Donna elbowed me halfway through mass on Sunday night. She was already thinking about her commute on Monday morning. The nudge was a reminder that she wanted to get to Arlee’s before it closed at 6 PM. Arlee’s makes this healthy green concoction that Donna drinks on the train ride into NYC. Immediately after communion, we made a beeline for the exit. We had to hustle to make it in time.
As we stopped for a second to catch a breath, we saw a young woman singing and dancing around the store as she cleaned up. I rattled the door handle to let her know we were coming in. Although she was a little startled, a smile ran across her face.
“Is there entertainment tonight?” I joked. I must have sounded sarcastic because she immediately went to the back of the store to turn down the music.
“Sorry, you didn’t have to stop,” I apologized. “It sounded great!”
I noticed a ukulele sitting on the ledge at the checkout counter. “Is that yours?” I asked.
Another woman, who was sitting to the side, proudly chimed in. “Yes, it is. And she can sing, too!”
I could not resist. “How about singing something?”
Donna shot me a gnarly look. It’s the face she makes when I push too far. However, without too much hesitation, the young woman walked over and picked up the ukulele. Turning in our direction, she paused for a second, then threw her shoulders back.
“This is one of my favorites,” she said. The young woman began to sing.
Her name was Alyssa. The song was “I’ll Try Anything Once.” It seemed fitting.
We may not have discovered the next singing sensation—nevertheless, the moment was memorable. Alyssa didn’t need to be cajoled. She didn’t stress about which song to sing. If she was worried about being judged, she sure didn’t show it.
Alyssa just played, and she seemed to really enjoy doing it. Her confidence was inspiring to me and her willingness to perform set Donna at ease.
The encounter was a reminder that we need to find more enjoyment in our work.
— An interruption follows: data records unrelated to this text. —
//! Response validation against declared responses
//!
//! Status and media type only. Body validation is a seam
//! ([`BodyValidator`]) with a no-op default.

use apiprobe_core::{DeclaredResponse, Operation, ValidationResult};

use crate::transport::HttpResponse;

/// Checks a response body against a declared response.
pub trait BodyValidator {
    /// Returns human-readable violations; empty means valid.
    fn check(&self, declared: &DeclaredResponse, body: &[u8]) -> Vec<String>;
}

/// Accepts every body.
#[derive(Debug, Clone, Copy, Default)]
pub struct NoBodyCheck;

impl BodyValidator for NoBodyCheck {
    fn check(&self, _declared: &DeclaredResponse, _body: &[u8]) -> Vec<String> {
        Vec::new()
    }
}

/// Validate `response` (received with `status`) against `operation`.
#[must_use]
pub fn validate(response: &HttpResponse, operation: &Operation, status: u16) -> ValidationResult {
    validate_with(&NoBodyCheck, response, operation, status)
}

/// [`validate`] with a custom body check.
#[must_use]
pub fn validate_with<B: BodyValidator + ?Sized>(
    body_check: &B,
    response: &HttpResponse,
    operation: &Operation,
    status: u16,
) -> ValidationResult {
    let content_type = response.content_type.as_deref().map(media_type);

    if operation.responses.is_empty() {
        return ValidationResult::unchecked(content_type);
    }

    let Some((key, declared)) = operation.declared_response(status) else {
        let declared: Vec<&str> = operation.responses.keys().map(String::as_str).collect();
        return ValidationResult {
            valid: false,
            status_valid: false,
            content_type,
            expected_status: None,
            schema_errors: vec![format!(
                "status {status} not declared (expected one of: {})",
                declared.join(", ")
            )],
        };
    };

    let mut errors = Vec::new();
    if !declared.content_types.is_empty() {
        match content_type.as_deref() {
            Some(actual)
                if declared
                    .content_types
                    .iter()
                    .any(|d| media_type(d).eq_ignore_ascii_case(actual)) => {}
            Some(actual) => errors.push(format!(
                "content-type {actual} not declared for {key} (expected one of: {})",
                declared.content_types.join(", ")
            )),
            None => errors.push(format!(
                "missing content-type (expected one of: {})",
                declared.content_types.join(", ")
            )),
        }
    }
    errors.extend(body_check.check(declared, &response.body));

    ValidationResult {
        valid: errors.is_empty(),
        status_valid: true,
        content_type,
        expected_status: Some(key.to_string()),
        schema_errors: errors,
    }
}

/// `"application/json; charset=utf-8"` → `"application/json"`
fn media_type(header: &str) -> String {
    header
        .split(';')
        .next()
        .unwrap_or_default()
        .trim()
        .to_ascii_lowercase()
}

#[cfg(test)]
mod tests {
    use super::*;

    fn op(responses: &[(&str, &[&str])]) -> Operation {
        let mut op = Operation::new("GET", "/users/{id}");
        for (status, types) in responses {
            op.responses.insert(
                (*status).to_string(),
                DeclaredResponse {
                    content_types: types.iter().map(|t| (*t).to_string()).collect(),
                },
            );
        }
        op
    }

    fn json_response(status: u16, content_type: Option<&str>) -> HttpResponse {
        HttpResponse::new(status, content_type, "{}")
    }

    #[test]
    fn undeclared_status_is_invalid() {
        let op = op(&[("200", &["application/json"])]);
        let v = validate(&json_response(404, Some("application/json")), &op, 404);
        assert!(!v.valid);
        assert!(!v.status_valid);
        assert!(v.message().contains("404"));
    }

    #[test]
    fn charset_parameter_is_ignored() {
        let op = op(&[("200", &["application/json"])]);
        let v = validate(
            &json_response(200, Some("application/json; charset=utf-8")),
            &op,
            200,
        );
        assert!(v.valid, "{:?}", v.schema_errors);
        assert_eq!(v.content_type.as_deref(), Some("application/json"));
        assert_eq!(v.expected_status.as_deref(), Some("200"));
    }

    #[test]
    fn media_type_comparison_is_case_insensitive() {
        let op = op(&[("200", &["application/json"])]);
        let v = validate(&json_response(200, Some("Application/JSON")), &op, 200);
        assert!(v.valid);
    }

    #[test]
    fn content_type_mismatch_is_reported() {
        let op = op(&[("200", &["application/json"])]);
        let v = validate(&json_response(200, Some("text/html")), &op, 200);
        assert!(!v.valid);
        assert!(v.status_valid);
        assert!(v.message().contains("text/html"));
    }

    #[test]
    fn missing_content_type_is_a_mismatch() {
        let op = op(&[("200", &["application/json"])]);
        let v = validate(&json_response(200, None), &op, 200);
        assert!(!v.valid);
        assert!(v.message().contains("missing content-type"));
    }

    #[test]
    fn response_without_content_skips_media_check() {
        let op = op(&[("204", &[])]);
        let v = validate(&json_response(204, None), &op, 204);
        assert!(v.valid);
    }

    #[test]
    fn default_response_covers_other_statuses() {
        let op = op(&[("200", &["application/json"]), ("default", &["application/problem+json"])]);
        let v = validate(&json_response(500, Some("application/problem+json")), &op, 500);
        assert!(v.valid);
        assert_eq!(v.expected_status.as_deref(), Some("default"));
    }

    #[test]
    fn nothing_declared_is_trivially_valid() {
        let v = validate(&json_response(418, Some("text/plain")), &op(&[]), 418);
        assert!(v.valid);
        assert_eq!(v.message(), "OK");
    }

    #[test]
    fn custom_body_check_is_consulted() {
        struct RejectEmpty;
        impl BodyValidator for RejectEmpty {
            fn check(&self, _declared: &DeclaredResponse, body: &[u8]) -> Vec<String> {
                if body.is_empty() {
                    vec!["empty body".into()]
                } else {
                    Vec::new()
                }
            }
        }

        let op = op(&[("200", &[])]);
        let empty = HttpResponse::new(200, None, "");
        let v = validate_with(&RejectEmpty, &empty, &op, 200);
        assert_eq!(v.schema_errors, vec!["empty body".to_string()]);
        assert!(validate_with(&RejectEmpty, &json_response(200, None), &op, 200).valid);
    }
}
Too often, we let the pressures of our roles rob us of the joys of the job.
The pressure is usually the highest at the times when we need to be the most relaxed. Whether it’s a big client meeting, an important internal presentation, or a critical job interview, prepare just enough to be ready, but, don’t overthink. Too much thinking can lead to self-doubt. Before you know it, you’ll be so overly concerned with your appearance (what you’ll say, how you’ll sound, in what ways you’ll be judged) that it will negatively affect your performance.
As kids we acted with ease, regardless of whether we were more comfortable in the classroom or on the playground. Somewhere along the way to becoming full-grown adult professionals we forgot that in addition to working, we’re supposed to have fun too. Unlike Alyssa from Arlee’s, we hamstring ourselves into inaction by chasing the impossible goal of being perfect.
You’ve done the hard work, you’ve practiced—now just play!
Thanks for the song, Alyssa—and the wonderful lesson.